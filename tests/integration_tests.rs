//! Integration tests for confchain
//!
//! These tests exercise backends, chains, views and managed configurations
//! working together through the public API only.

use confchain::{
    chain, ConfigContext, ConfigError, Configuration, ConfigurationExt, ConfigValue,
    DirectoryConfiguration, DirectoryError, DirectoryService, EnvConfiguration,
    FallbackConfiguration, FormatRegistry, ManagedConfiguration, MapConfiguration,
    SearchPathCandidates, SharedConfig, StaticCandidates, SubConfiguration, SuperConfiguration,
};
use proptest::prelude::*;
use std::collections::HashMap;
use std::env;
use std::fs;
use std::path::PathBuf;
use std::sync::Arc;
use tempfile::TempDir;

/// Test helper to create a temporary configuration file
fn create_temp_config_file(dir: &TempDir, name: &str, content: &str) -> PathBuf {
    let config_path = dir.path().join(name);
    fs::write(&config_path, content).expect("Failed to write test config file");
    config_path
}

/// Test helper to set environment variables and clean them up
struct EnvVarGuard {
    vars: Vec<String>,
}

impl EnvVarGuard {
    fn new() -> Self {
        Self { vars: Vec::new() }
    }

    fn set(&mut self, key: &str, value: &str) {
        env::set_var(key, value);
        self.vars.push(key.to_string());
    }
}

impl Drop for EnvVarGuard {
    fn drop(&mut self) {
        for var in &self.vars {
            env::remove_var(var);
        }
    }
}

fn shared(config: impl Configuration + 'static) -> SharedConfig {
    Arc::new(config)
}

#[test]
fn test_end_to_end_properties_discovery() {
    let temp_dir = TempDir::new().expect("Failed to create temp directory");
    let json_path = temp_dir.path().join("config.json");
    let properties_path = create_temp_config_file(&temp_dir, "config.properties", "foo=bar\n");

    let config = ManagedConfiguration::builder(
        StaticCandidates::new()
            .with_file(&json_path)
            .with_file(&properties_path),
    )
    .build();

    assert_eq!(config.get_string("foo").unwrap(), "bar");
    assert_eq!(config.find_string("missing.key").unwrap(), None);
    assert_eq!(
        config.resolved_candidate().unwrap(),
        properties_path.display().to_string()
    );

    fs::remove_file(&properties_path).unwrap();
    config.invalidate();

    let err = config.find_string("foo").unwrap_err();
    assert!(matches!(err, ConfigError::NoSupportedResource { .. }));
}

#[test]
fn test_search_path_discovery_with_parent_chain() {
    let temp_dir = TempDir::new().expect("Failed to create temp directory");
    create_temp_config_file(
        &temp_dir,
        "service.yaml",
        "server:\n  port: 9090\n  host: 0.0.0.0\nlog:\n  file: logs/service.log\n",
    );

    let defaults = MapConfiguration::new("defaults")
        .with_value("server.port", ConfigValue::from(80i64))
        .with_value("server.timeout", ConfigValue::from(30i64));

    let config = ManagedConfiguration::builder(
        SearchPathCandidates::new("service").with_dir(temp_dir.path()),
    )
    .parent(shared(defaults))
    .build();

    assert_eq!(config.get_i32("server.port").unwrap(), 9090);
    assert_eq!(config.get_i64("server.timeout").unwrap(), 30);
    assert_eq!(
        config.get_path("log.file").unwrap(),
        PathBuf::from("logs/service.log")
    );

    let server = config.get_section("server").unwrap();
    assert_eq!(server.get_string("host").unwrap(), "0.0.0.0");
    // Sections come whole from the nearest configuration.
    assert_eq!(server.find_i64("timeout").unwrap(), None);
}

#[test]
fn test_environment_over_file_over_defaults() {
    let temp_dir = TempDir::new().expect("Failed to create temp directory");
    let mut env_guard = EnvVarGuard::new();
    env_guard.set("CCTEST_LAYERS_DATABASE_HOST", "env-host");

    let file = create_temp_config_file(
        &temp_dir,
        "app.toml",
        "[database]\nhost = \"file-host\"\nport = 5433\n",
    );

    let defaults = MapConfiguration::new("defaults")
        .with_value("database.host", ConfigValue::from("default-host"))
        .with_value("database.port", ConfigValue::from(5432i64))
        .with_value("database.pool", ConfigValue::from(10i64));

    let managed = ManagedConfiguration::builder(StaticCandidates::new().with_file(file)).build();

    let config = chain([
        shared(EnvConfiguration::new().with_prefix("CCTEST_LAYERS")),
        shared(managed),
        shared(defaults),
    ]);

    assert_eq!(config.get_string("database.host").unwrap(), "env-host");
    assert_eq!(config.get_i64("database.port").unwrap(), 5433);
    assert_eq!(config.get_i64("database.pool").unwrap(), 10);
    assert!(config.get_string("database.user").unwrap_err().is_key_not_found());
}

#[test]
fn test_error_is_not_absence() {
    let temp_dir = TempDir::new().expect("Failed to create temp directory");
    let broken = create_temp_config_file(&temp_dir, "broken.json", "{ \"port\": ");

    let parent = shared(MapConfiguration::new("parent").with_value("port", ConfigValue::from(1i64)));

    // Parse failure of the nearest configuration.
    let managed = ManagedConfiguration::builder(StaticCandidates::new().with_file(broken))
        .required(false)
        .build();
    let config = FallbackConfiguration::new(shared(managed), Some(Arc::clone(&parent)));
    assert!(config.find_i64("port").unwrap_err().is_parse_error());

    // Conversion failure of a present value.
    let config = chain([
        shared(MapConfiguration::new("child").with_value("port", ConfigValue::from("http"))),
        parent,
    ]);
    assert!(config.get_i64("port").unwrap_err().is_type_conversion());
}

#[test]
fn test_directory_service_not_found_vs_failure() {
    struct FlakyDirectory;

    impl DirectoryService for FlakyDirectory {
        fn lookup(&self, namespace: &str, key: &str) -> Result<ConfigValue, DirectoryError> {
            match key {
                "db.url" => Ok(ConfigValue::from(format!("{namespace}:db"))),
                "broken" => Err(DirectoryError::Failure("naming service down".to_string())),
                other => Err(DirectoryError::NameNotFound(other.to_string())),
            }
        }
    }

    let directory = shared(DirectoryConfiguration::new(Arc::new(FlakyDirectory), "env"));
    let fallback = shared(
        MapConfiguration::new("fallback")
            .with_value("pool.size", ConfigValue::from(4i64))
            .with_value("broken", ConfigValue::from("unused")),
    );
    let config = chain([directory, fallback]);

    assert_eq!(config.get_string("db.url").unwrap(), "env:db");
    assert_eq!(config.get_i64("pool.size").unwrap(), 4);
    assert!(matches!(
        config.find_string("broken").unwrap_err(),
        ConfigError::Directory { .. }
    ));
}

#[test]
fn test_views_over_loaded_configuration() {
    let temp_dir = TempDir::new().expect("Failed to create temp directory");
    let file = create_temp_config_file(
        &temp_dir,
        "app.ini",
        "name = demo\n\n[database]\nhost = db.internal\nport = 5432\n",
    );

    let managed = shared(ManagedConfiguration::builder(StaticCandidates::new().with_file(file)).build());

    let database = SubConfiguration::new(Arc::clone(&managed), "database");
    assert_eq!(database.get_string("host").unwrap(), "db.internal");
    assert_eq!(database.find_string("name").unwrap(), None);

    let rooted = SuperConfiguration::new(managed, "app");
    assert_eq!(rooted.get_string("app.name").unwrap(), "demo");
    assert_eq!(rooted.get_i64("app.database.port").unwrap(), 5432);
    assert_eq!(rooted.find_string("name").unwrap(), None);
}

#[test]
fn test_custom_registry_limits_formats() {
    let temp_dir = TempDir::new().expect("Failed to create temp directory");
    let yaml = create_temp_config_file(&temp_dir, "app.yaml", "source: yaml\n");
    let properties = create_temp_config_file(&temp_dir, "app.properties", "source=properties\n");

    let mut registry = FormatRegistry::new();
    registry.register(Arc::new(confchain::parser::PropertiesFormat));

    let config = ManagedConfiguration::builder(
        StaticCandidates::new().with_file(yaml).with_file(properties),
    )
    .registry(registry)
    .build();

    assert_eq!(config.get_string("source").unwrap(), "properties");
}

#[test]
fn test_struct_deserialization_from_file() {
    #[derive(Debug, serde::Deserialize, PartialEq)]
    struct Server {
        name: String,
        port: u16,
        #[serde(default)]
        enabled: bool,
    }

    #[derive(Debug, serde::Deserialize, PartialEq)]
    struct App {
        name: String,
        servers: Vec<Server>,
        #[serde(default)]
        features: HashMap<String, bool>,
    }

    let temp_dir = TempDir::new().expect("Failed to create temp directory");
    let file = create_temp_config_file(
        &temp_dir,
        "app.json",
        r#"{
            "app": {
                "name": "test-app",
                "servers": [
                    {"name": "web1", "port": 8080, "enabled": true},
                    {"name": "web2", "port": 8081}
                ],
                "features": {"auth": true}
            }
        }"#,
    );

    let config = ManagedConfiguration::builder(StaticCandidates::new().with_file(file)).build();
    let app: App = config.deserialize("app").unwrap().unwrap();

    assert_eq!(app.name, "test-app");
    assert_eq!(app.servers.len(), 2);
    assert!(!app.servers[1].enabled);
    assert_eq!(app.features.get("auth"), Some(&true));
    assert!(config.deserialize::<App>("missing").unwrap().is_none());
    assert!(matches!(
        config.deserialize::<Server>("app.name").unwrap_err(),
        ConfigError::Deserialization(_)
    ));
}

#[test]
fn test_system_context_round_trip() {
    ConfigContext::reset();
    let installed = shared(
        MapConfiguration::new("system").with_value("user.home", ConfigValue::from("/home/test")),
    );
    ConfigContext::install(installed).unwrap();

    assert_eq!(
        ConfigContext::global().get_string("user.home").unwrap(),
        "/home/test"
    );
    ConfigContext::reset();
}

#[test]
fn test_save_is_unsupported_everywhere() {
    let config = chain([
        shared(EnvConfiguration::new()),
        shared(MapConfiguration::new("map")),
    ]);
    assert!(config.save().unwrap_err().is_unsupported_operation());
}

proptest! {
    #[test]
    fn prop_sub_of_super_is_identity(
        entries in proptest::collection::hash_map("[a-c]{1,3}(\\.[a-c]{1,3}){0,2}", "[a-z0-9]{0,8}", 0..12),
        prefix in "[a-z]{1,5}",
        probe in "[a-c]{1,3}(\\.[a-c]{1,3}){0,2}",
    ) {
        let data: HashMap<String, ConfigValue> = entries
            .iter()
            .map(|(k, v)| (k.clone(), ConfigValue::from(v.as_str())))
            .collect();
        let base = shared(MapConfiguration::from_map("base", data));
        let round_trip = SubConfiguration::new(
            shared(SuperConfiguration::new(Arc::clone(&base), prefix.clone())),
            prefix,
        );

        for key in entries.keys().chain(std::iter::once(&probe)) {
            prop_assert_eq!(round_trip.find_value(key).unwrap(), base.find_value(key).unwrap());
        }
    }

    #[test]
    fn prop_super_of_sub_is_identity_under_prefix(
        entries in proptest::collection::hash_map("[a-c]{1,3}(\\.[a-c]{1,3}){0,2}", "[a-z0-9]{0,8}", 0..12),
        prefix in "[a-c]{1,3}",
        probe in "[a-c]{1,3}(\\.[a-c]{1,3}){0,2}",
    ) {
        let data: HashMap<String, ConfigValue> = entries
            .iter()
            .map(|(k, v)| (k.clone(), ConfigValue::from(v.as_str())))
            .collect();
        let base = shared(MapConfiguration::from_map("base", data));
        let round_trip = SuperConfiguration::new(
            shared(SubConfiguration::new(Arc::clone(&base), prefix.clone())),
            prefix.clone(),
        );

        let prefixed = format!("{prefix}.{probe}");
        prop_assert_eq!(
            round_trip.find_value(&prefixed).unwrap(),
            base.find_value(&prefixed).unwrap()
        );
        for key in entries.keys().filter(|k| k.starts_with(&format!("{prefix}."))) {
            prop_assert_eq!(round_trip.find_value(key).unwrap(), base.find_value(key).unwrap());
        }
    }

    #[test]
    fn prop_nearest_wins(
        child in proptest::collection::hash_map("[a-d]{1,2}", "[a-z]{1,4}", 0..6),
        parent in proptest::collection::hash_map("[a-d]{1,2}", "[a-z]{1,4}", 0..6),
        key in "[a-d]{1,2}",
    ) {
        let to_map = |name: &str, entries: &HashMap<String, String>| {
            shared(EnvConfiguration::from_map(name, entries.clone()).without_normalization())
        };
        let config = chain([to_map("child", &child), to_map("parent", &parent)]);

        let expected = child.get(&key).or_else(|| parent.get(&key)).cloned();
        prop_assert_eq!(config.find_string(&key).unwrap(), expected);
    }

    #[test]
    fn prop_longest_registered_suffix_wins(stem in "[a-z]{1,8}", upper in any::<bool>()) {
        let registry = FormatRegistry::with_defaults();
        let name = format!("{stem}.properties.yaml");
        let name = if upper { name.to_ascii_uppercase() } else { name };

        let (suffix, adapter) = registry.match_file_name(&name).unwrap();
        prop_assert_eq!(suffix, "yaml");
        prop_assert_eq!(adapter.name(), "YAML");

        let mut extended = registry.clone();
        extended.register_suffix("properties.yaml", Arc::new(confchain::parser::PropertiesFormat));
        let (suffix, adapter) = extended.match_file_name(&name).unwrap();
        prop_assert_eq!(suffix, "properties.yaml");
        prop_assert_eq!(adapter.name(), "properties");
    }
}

◆ ◆ ◆

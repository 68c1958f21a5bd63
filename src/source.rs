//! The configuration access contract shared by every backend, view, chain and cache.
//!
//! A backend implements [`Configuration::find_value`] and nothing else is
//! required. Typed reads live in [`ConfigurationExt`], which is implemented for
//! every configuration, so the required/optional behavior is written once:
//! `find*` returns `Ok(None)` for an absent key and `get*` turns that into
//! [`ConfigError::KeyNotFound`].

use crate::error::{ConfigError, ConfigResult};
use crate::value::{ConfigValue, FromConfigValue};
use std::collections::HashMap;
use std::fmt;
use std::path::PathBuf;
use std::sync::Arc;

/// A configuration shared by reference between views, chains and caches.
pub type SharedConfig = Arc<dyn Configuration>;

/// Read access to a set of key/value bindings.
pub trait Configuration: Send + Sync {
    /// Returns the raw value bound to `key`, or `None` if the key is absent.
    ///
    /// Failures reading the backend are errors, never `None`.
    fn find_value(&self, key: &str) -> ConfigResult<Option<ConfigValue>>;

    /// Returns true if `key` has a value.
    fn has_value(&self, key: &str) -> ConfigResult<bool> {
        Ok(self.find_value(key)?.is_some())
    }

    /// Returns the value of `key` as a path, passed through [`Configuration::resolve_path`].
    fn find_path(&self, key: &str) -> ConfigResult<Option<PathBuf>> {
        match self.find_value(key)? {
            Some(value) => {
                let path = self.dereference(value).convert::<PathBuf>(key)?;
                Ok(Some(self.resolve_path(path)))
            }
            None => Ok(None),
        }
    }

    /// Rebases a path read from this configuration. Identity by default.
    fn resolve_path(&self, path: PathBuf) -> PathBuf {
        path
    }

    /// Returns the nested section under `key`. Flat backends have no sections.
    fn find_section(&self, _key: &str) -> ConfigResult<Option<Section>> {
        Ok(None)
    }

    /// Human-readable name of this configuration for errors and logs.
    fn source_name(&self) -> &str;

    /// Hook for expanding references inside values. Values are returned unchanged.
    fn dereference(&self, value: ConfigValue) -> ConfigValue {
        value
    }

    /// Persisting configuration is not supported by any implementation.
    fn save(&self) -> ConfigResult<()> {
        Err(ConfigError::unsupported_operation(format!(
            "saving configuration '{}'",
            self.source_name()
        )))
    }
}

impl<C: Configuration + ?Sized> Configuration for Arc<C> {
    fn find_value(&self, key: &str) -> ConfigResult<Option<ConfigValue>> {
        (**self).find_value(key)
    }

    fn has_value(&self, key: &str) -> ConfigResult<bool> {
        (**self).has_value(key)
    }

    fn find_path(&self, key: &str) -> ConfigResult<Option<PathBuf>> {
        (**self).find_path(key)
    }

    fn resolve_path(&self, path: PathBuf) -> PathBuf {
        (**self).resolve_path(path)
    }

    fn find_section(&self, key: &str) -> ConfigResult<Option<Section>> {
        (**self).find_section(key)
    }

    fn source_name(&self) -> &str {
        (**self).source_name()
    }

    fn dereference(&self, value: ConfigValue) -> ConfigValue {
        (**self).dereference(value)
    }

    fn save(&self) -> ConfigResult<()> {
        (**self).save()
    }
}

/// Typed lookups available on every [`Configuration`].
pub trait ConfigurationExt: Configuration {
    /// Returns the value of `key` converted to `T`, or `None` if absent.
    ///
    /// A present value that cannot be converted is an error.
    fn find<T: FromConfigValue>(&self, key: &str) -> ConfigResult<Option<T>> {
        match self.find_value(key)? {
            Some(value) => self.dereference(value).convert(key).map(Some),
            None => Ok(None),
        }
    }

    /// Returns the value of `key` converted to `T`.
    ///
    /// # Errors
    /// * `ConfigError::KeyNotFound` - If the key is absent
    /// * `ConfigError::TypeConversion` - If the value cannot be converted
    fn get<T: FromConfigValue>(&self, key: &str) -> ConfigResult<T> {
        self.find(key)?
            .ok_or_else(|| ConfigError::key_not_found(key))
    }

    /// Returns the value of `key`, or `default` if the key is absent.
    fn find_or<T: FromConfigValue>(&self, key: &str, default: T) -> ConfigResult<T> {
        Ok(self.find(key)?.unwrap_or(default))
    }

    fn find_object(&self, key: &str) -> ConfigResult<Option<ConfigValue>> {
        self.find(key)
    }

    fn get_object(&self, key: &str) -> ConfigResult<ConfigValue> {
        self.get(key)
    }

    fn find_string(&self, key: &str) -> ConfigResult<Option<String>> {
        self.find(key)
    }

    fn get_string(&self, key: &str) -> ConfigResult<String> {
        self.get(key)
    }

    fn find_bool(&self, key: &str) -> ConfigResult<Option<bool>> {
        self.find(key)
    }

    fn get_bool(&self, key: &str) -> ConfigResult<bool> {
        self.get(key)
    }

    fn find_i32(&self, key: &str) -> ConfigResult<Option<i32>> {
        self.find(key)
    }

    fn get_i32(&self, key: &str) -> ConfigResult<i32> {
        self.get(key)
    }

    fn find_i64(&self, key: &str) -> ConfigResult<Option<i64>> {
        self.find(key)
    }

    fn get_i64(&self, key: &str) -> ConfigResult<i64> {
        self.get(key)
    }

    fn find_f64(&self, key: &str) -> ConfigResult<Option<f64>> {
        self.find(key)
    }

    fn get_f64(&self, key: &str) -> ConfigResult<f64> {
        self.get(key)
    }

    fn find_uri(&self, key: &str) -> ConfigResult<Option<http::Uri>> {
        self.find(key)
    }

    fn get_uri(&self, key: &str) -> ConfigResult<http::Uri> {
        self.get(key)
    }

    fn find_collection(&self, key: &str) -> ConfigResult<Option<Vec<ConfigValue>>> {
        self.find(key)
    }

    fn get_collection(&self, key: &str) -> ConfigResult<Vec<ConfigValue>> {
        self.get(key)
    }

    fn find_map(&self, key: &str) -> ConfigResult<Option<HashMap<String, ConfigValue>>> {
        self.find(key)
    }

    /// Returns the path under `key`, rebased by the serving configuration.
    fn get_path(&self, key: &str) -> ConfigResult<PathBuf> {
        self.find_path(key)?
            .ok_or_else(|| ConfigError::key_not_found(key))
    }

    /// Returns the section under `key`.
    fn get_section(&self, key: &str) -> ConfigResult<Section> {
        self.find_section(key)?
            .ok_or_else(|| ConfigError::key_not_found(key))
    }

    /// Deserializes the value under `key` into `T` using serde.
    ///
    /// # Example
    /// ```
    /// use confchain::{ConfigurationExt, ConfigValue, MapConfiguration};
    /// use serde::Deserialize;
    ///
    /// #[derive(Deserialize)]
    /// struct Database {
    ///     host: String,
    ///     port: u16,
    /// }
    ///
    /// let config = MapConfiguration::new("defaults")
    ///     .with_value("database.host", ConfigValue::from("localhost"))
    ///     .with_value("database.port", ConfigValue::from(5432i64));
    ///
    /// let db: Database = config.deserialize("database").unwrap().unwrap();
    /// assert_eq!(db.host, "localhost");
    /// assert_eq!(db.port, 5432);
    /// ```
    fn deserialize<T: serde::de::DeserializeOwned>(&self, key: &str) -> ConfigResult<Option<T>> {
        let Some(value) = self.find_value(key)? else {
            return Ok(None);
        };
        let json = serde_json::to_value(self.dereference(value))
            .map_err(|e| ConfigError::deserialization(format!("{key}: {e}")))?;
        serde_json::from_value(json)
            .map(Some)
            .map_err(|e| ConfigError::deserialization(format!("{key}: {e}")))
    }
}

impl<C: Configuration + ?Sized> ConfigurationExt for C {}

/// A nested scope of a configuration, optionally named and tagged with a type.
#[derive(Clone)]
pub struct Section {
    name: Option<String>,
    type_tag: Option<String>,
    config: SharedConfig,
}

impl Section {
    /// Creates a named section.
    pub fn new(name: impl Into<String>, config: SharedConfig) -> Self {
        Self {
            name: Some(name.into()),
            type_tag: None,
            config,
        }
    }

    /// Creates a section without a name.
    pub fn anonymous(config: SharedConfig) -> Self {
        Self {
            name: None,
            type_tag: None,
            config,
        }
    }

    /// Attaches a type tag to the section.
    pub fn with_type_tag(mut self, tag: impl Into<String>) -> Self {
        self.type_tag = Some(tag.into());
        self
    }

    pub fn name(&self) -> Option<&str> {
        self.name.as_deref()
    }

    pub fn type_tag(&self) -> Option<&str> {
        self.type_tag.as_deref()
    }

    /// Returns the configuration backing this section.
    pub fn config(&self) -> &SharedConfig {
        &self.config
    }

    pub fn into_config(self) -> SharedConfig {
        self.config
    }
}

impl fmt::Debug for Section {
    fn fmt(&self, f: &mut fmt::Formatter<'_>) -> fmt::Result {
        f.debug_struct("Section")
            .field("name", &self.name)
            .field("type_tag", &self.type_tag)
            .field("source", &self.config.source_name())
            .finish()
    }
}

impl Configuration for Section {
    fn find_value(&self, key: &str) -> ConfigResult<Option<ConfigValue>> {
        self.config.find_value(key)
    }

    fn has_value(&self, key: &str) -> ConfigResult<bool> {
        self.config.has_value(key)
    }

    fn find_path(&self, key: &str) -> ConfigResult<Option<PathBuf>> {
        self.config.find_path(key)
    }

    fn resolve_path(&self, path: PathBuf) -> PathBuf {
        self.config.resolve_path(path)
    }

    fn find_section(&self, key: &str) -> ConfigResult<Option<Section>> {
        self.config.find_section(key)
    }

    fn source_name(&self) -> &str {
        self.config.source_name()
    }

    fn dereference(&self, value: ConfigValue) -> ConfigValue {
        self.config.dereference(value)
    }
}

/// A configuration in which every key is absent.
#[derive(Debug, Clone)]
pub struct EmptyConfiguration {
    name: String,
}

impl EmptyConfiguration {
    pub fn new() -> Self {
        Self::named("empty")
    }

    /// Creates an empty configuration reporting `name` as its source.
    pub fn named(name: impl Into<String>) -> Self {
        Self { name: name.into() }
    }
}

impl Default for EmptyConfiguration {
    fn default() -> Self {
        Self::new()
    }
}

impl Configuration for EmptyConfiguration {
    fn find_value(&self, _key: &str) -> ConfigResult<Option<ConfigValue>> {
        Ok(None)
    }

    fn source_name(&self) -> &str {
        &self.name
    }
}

◆ ◆ ◆

Look through the entries above and copy each line that has "proptest" in it.

● **Task result**
use proptest::prelude::*;
proptest! {
        entries in proptest::collection::hash_map("[a-c]{1,3}(\\.[a-c]{1,3}){0,2}", "[a-z0-9]{0,8}", 0..12),
        entries in proptest::collection::hash_map("[a-c]{1,3}(\\.[a-c]{1,3}){0,2}", "[a-z0-9]{0,8}", 0..12),
        child in proptest::collection::hash_map("[a-d]{1,2}", "[a-z]{1,4}", 0..6),
        parent in proptest::collection::hash_map("[a-d]{1,2}", "[a-z]{1,4}", 0..6),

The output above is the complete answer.